[Data extracted from a collection]
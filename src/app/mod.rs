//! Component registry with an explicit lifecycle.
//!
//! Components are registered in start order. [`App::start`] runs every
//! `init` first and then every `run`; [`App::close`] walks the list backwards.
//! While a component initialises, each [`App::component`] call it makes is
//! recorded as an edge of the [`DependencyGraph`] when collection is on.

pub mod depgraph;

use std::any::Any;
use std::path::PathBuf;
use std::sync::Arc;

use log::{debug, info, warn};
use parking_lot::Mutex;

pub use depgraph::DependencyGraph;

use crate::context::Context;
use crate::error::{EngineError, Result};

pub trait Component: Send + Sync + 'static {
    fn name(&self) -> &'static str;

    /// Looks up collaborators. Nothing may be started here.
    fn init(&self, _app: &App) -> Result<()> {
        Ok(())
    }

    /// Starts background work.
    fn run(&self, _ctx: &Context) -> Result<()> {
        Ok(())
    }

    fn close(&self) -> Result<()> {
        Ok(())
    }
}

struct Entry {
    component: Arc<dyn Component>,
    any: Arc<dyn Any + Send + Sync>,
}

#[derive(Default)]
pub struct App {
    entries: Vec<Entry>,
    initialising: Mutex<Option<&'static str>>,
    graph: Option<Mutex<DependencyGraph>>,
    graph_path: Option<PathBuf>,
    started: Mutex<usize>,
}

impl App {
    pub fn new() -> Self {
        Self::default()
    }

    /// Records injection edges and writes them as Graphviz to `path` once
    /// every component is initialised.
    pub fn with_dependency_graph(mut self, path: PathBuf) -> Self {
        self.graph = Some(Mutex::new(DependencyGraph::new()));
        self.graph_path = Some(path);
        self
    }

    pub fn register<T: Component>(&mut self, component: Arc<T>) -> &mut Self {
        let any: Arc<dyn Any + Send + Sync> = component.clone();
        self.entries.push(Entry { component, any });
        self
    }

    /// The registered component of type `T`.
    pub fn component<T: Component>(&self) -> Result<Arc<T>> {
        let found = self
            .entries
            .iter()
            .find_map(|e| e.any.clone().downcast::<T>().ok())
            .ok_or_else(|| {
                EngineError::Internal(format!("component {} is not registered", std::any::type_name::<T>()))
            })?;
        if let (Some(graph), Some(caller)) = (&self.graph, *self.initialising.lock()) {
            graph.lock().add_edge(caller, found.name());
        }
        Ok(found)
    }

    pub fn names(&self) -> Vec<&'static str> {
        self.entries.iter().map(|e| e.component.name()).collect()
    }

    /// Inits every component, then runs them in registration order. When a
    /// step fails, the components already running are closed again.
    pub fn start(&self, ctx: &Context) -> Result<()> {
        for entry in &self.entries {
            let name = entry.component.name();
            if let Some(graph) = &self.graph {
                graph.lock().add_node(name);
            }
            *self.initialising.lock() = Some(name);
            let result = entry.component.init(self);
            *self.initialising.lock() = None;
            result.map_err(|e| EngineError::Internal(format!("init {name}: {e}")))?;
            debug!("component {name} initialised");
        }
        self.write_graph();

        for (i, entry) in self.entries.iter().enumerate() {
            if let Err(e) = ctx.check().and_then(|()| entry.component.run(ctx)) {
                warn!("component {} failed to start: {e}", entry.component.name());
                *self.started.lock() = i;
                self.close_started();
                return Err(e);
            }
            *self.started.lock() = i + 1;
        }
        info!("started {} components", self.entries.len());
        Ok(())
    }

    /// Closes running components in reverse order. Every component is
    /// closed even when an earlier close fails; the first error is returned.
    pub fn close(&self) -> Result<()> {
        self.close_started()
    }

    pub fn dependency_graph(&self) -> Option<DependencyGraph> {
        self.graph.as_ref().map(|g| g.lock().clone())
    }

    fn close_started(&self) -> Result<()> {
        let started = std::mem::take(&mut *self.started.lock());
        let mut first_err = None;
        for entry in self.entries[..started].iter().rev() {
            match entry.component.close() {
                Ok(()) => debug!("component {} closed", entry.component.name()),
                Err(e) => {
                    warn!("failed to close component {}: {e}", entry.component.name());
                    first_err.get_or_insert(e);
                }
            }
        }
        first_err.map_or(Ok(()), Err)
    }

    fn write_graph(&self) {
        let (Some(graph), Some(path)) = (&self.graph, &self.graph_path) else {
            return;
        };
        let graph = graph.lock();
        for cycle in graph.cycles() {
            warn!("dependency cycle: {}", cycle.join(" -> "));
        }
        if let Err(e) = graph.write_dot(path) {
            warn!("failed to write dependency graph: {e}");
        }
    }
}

TASK OBJECTIVE: When you reply, retype each line exactly as it appears above.

EXERCISE SOLUTION:
filename src/app/mod.rs
//! Component registry with an explicit lifecycle.
//!
//! Components are registered in start order. [`App::start`] runs every
//! `init` first and then every `run`; [`App::close`] walks the list backwards.
//! While a component initialises, each [`App::component`] call it makes is
//! recorded as an edge of the [`DependencyGraph`] when collection is on.

pub mod depgraph;

use std::any::Any;
use std::path::PathBuf;
use std::sync::Arc;

use log::{debug, info, warn};
use parking_lot::Mutex;

pub use depgraph::DependencyGraph;

use crate::context::Context;
use crate::error::{EngineError, Result};

pub trait Component: Send + Sync + 'static {
    fn name(&self) -> &'static str;

    /// Looks up collaborators. Nothing may be started here.
    fn init(&self, _app: &App) -> Result<()> {
        Ok(())
    }

    /// Starts background work.
    fn run(&self, _ctx: &Context) -> Result<()> {
        Ok(())
    }

    fn close(&self) -> Result<()> {
        Ok(())
    }
}

struct Entry {
    component: Arc<dyn Component>,
    any: Arc<dyn Any + Send + Sync>,
}

#[derive(Default)]
pub struct App {
    entries: Vec<Entry>,
    initialising: Mutex<Option<&'static str>>,
    graph: Option<Mutex<DependencyGraph>>,
    graph_path: Option<PathBuf>,
    started: Mutex<usize>,
}

impl App {
    pub fn new() -> Self {
        Self::default()
    }

    /// Records injection edges and writes them as Graphviz to `path` once
    /// every component is initialised.
    pub fn with_dependency_graph(mut self, path: PathBuf) -> Self {
        self.graph = Some(Mutex::new(DependencyGraph::new()));
        self.graph_path = Some(path);
        self
    }

    pub fn register<T: Component>(&mut self, component: Arc<T>) -> &mut Self {
        let any: Arc<dyn Any + Send + Sync> = component.clone();
        self.entries.push(Entry { component, any });
        self
    }

    /// The registered component of type `T`.
    pub fn component<T: Component>(&self) -> Result<Arc<T>> {
        let found = self
            .entries
            .iter()
            .find_map(|e| e.any.clone().downcast::<T>().ok())
            .ok_or_else(|| {
                EngineError::Internal(format!("component {} is not registered", std::any::type_name::<T>()))
            })?;
        if let (Some(graph), Some(caller)) = (&self.graph, *self.initialising.lock()) {
            graph.lock().add_edge(caller, found.name());
        }
        Ok(found)
    }

    pub fn names(&self) -> Vec<&'static str> {
        self.entries.iter().map(|e| e.component.name()).collect()
    }

    /// Inits every component, then runs them in registration order. When a
    /// step fails, the components already running are closed again.
    pub fn start(&self, ctx: &Context) -> Result<()> {
        for entry in &self.entries {
            let name = entry.component.name();
            if let Some(graph) = &self.graph {
                graph.lock().add_node(name);
            }
            *self.initialising.lock() = Some(name);
            let result = entry.component.init(self);
            *self.initialising.lock() = None;
            result.map_err(|e| EngineError::Internal(format!("init {name}: {e}")))?;
            debug!("component {name} initialised");
        }
        self.write_graph();

        for (i, entry) in self.entries.iter().enumerate() {
            if let Err(e) = ctx.check().and_then(|()| entry.component.run(ctx)) {
                warn!("component {} failed to start: {e}", entry.component.name());
                *self.started.lock() = i;
                self.close_started();
                return Err(e);
            }
            *self.started.lock() = i + 1;
        }
        info!("started {} components", self.entries.len());
        Ok(())
    }

    /// Closes running components in reverse order. Every component is
    /// closed even when an earlier close fails; the first error is returned.
    pub fn close(&self) -> Result<()> {
        self.close_started()
    }

    pub fn dependency_graph(&self) -> Option<DependencyGraph> {
        self.graph.as_ref().map(|g| g.lock().clone())
    }

    fn close_started(&self) -> Result<()> {
        let started = std::mem::take(&mut *self.started.lock());
        let mut first_err = None;
        for entry in self.entries[..started].iter().rev() {
            match entry.component.close() {
                Ok(()) => debug!("component {} closed", entry.component.name()),
                Err(e) => {
                    warn!("failed to close component {}: {e}", entry.component.name());
                    first_err.get_or_insert(e);
                }
            }
        }
        first_err.map_or(Ok(()), Err)
    }

    fn write_graph(&self) {
        let (Some(graph), Some(path)) = (&self.graph, &self.graph_path) else {
            return;
        };
        let graph = graph.lock();
        for cycle in graph.cycles() {
            warn!("dependency cycle: {}", cycle.join(" -> "));
        }
        if let Err(e) = graph.write_dot(path) {
            warn!("failed to write dependency graph: {e}");
        }
    }
}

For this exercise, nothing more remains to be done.